We put an offer in on a house a couple of weeks ago. Strangely enough, it was in neither Ticky Tacky Town nor Crazy Town. It was somewhere in between, a place I have yet to really be able to describe. It’s suburban but quiet, with a yard for the dog and lots of trails nearby. The house just kind of showed up on Redfin one day, the previous buyer having fallen out of escrow. And there it landed in my inbox, the exact sort of place I had wanted. Did I mention quiet? We went and looked at it, I fell into a state of infatuation, and we decided to move forward.
The offer is the easy part, these days. The rest of it, the piles of papers and hoops to be jumped through, now that was the fun part. In the midst of all of this, tense and brittle, I of course started to panic. Remorse set in. Did we do the right thing? Is Apollo going to mark up the place? Will Koa even want to move back in with us after being spoiled at Grandma’s for two months? Should we have waited to try and find just the right casa by the beach after all?
Hoping to assuage my doubt, we ventured back over there last weekend to revisit the neighborhood, me hoping that something would jump out at me to underscore the fact that I had chosen the right place to relocate my family for the next two decades. After all of this drama and stress, I wanted to really be sure.
We wandered over to the shopping center, me eyeing the grocery store with interest. Is it a good grocery store? Does that pet store next to it carry Apollo’s special food? And as we drove by the pet store, me twiddling my thumbs waiting for something to jump out at me, something jumped out at me.
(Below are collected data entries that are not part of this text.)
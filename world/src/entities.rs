//! Authoritative entity storage for actors and transient combat entities.

use std::collections::BTreeMap;

use boss_arena_core::{ActorRole, EntityId, Health, SpriteAnimation, Vec2};

use crate::{hazards::HazardState, projectiles::ProjectileState};

/// Role an entity plays inside the world.
#[derive(Clone, Debug)]
pub(crate) enum EntityKind {
    /// Hero or boss with health.
    Actor(ActorRole),
    /// Bare collidable entity, used as a moving projectile origin.
    Anchor,
    /// Stationary entity drawn with a sprite.
    Visual(SpriteAnimation),
    /// Projectile in flight.
    Projectile(ProjectileState),
}

/// Snapshot of an entity stored inside the world.
#[derive(Clone, Debug)]
pub(crate) struct EntityState {
    /// Identifier allocated by the world for the entity.
    pub(crate) id: EntityId,
    /// Current world position.
    pub(crate) position: Vec2,
    /// Health points, present for actors only.
    pub(crate) health: Option<Health>,
    /// Role of the entity.
    pub(crate) kind: EntityKind,
    /// Damaging behaviour attached to the entity, if any.
    pub(crate) hazard: Option<HazardState>,
}

impl EntityState {
    /// Reports whether the entity is removed on level teardown.
    pub(crate) fn is_transient(&self) -> bool {
        !matches!(self.kind, EntityKind::Actor(_))
    }
}

/// Registry that stores entities and manages identifier allocation.
#[derive(Debug)]
pub(crate) struct EntityRegistry {
    entries: BTreeMap<EntityId, EntityState>,
    next_entity_id: EntityId,
}

impl EntityRegistry {
    /// Creates an empty registry with a reset identifier counter.
    pub(crate) fn new() -> Self {
        Self {
            entries: BTreeMap::new(),
            next_entity_id: EntityId::new(1),
        }
    }

    /// Stores a new entity and returns its identifier.
    pub(crate) fn insert(
        &mut self,
        position: Vec2,
        health: Option<Health>,
        kind: EntityKind,
    ) -> EntityId {
        let id = self.next_entity_id;
        self.next_entity_id = EntityId::new(id.get().saturating_add(1));
        let _ = self.entries.insert(
            id,
            EntityState {
                id,
                position,
                health,
                kind,
                hazard: None,
            },
        );
        id
    }

    pub(crate) fn get(&self, id: EntityId) -> Option<&EntityState> {
        self.entries.get(&id)
    }

    pub(crate) fn get_mut(&mut self, id: EntityId) -> Option<&mut EntityState> {
        self.entries.get_mut(&id)
    }

    pub(crate) fn remove(&mut self, id: EntityId) -> Option<EntityState> {
        self.entries.remove(&id)
    }

    pub(crate) fn contains(&self, id: EntityId) -> bool {
        self.entries.contains_key(&id)
    }

    /// Iterates over entities in identifier order.
    pub(crate) fn iter(&self) -> impl Iterator<Item = &EntityState> {
        self.entries.values()
    }

    /// Identifiers of every projectile in flight, in identifier order.
    pub(crate) fn projectile_ids(&self) -> Vec<EntityId> {
        self.entries
            .values()
            .filter(|entity| matches!(entity.kind, EntityKind::Projectile(_)))
            .map(|entity| entity.id)
            .collect()
    }

    /// Identifiers of every entity carrying a hazard, in identifier order.
    pub(crate) fn hazard_ids(&self) -> Vec<EntityId> {
        self.entries
            .values()
            .filter(|entity| entity.hazard.is_some())
            .map(|entity| entity.id)
            .collect()
    }

    /// Identifiers of every transient entity, in identifier order.
    pub(crate) fn transient_ids(&self) -> Vec<EntityId> {
        self.entries
            .values()
            .filter(|entity| entity.is_transient())
            .map(|entity| entity.id)
            .collect()
    }

    /// Actors with health, in identifier order.
    pub(crate) fn actors(&self) -> impl Iterator<Item = &EntityState> {
        self.entries
            .values()
            .filter(|entity| matches!(entity.kind, EntityKind::Actor(_)) && entity.health.is_some())
    }
}

#[cfg(test)]
mod tests {
    use super::*;

    #[test]
    fn registry_allocates_increasing_identifiers_from_one() {
        let mut registry = EntityRegistry::new();
        let first = registry.insert(Vec2::ZERO, None, EntityKind::Anchor);
        let second = registry.insert(
            Vec2::ONE,
            Some(Health::full(10)),
            EntityKind::Actor(ActorRole::Boss),
        );

        assert_eq!(first, EntityId::new(1));
        assert_eq!(second, EntityId::new(2));
        let _ = registry.remove(first);
        let third = registry.insert(Vec2::ZERO, None, EntityKind::Anchor);
        assert_eq!(third, EntityId::new(3));
    }

    #[test]
    fn actors_are_not_transient() {
        let mut registry = EntityRegistry::new();
        let boss = registry.insert(
            Vec2::ZERO,
            Some(Health::full(10)),
            EntityKind::Actor(ActorRole::Boss),
        );
        let anchor = registry.insert(Vec2::ZERO, None, EntityKind::Anchor);

        assert_eq!(registry.transient_ids(), [anchor]);
        assert_eq!(
            registry.actors().map(|entity| entity.id).collect::<Vec<_>>(),
            [boss]
        );
    }
}
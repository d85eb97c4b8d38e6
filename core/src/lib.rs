#![deny(
    unsafe_code,
    missing_docs,
    dead_code,
    unused_results,
    non_snake_case,
    unreachable_pub
)]

//! Core contracts shared across the Boss Arena engine.
//!
//! This crate defines the message surface that connects the driver, the
//! authoritative world, and the combat systems. Drivers submit [`Command`]
//! values describing world mutations, the world executes them through its
//! `apply` entry point, and every observable outcome is broadcast as an
//! [`Event`]. Combat systems never touch world storage directly: they reach
//! the world exclusively through the narrow [`CombatWorld`] service trait.

use std::{fmt, time::Duration};

use serde::{Deserialize, Serialize};
use thiserror::Error;

pub use glam::Vec2;

/// Frame rate assumed by the world until a driver configures another one.
pub const DEFAULT_FRAME_RATE: u32 = 30;

/// Commands that express all permissible driver-level world mutations.
#[derive(Clone, Debug, PartialEq)]
pub enum Command {
    /// Replaces the level geometry with the provided layout.
    ConfigureLevel {
        /// Tile layout the world should adopt.
        layout: LevelLayout,
    },
    /// Places the hero into the level.
    SpawnHero {
        /// World position the hero starts at.
        position: Vec2,
        /// Starting health of the hero.
        health: Health,
    },
    /// Places a boss into the level.
    SpawnBoss {
        /// World position the boss starts at.
        position: Vec2,
        /// Starting health of the boss.
        health: Health,
    },
    /// Teleports an entity to a new position without collision checks.
    MoveEntity {
        /// Entity that should move.
        entity: EntityId,
        /// Destination position in world units.
        position: Vec2,
    },
    /// Deals direct damage to an entity outside of projectile collisions.
    DamageEntity {
        /// Entity receiving the damage.
        entity: EntityId,
        /// Amount of health removed.
        amount: i32,
    },
    /// Changes the frame rate used to size hazard rearm windows.
    SetFrameRate {
        /// Frames simulated per second.
        frames_per_second: u32,
    },
    /// Advances the simulation clock by the provided delta time.
    Tick {
        /// Duration of simulated time that elapsed since the previous tick.
        dt: Duration,
    },
    /// Removes every transient entity ahead of a level transition.
    TeardownLevel,
}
About 15 somethings, to be exact.
I rubbed my eyes. 15 Goldens in festive wear.
On the day I was trying to convince myself that this town was my kind of town, the local Golden Retriever rescue shows up at the local pet store to spread some holiday cheer.
So some of you know me better than others, but in terms of the universe trying to send me a sign that this is a place I’d be happy, a gaggle of Goldens in holiday regalia materializing in my moment of doubt is the Dr V equivalent of a deity in a grilled cheese. Signal duly noted, universe.
Maybe I should call our new digs Golden Town.
And the call, of course, was to update us that yes, we were pretty much approved, though of course there were just a few more people to review the documents and another 5,000 or so pages to sign. But so far, so good. Which pleases me to no end, as I’m quickly approaching the “bang a broomstick on the ceiling” phase in my upstairs neighbor relations.